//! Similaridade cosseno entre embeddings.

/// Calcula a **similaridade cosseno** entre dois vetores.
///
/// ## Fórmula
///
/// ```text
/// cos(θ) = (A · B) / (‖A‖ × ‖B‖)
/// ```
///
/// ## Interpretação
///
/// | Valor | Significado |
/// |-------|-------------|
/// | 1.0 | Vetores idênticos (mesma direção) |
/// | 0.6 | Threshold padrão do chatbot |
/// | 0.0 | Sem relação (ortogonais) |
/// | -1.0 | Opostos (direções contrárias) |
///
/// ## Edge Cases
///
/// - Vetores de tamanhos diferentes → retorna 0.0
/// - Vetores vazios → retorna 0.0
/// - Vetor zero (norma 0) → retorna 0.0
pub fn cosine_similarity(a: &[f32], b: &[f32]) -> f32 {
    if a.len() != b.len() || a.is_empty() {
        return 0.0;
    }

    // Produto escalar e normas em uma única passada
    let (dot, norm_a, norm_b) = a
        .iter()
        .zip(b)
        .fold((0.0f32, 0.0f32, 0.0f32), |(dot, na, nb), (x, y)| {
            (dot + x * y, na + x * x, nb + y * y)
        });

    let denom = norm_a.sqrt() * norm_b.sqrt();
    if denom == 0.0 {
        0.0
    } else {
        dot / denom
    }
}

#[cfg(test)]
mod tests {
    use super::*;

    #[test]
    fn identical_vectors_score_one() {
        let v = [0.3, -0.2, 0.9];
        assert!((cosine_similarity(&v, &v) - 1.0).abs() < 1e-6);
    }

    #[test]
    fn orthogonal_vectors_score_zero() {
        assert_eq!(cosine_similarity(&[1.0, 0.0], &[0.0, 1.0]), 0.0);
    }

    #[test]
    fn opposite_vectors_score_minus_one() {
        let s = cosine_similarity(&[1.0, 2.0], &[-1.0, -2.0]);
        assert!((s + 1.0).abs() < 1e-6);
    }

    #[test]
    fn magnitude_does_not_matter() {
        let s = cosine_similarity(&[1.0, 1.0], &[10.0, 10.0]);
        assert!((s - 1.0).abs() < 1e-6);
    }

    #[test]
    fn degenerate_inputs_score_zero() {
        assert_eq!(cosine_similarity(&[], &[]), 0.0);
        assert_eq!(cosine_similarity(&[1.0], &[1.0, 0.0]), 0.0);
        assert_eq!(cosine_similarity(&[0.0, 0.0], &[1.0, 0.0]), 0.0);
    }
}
---
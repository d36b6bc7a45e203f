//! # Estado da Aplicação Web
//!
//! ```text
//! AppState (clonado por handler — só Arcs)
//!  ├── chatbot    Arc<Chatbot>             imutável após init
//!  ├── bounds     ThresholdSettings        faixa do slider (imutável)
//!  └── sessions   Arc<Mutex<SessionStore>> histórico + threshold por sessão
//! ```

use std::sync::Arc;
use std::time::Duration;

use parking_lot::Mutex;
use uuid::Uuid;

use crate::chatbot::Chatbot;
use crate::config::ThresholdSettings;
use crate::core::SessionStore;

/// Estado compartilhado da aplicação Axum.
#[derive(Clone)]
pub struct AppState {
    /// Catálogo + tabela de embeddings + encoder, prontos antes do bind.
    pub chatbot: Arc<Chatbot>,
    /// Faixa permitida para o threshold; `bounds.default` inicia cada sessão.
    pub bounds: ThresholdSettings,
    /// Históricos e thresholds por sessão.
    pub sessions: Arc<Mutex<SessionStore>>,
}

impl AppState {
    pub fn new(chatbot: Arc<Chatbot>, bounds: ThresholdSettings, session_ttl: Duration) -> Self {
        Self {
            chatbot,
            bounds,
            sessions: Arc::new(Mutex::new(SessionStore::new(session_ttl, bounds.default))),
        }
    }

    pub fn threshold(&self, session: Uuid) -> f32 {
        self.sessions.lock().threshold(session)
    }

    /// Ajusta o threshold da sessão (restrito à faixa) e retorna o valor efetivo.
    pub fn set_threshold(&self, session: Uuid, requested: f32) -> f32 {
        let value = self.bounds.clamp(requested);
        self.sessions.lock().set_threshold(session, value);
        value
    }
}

→ **WHAT YOU ARE ASKED TO DO**
Look above for the line holding "repository d36b6bc7a45e203f" and the line holding "antes do bind.". Retype both, and every line between them, word for word and nothing else.

→ **THE ANSWER**
repository d36b6bc7a45e203f
//! # Estado da Aplicação Web
//!
//! ```text
//! AppState (clonado por handler — só Arcs)
//!  ├── chatbot    Arc<Chatbot>             imutável após init
//!  ├── bounds     ThresholdSettings        faixa do slider (imutável)
//!  └── sessions   Arc<Mutex<SessionStore>> histórico + threshold por sessão
//! ```

use std::sync::Arc;
use std::time::Duration;

use parking_lot::Mutex;
use uuid::Uuid;

use crate::chatbot::Chatbot;
use crate::config::ThresholdSettings;
use crate::core::SessionStore;

/// Estado compartilhado da aplicação Axum.
#[derive(Clone)]
pub struct AppState {
    /// Catálogo + tabela de embeddings + encoder, prontos antes do bind.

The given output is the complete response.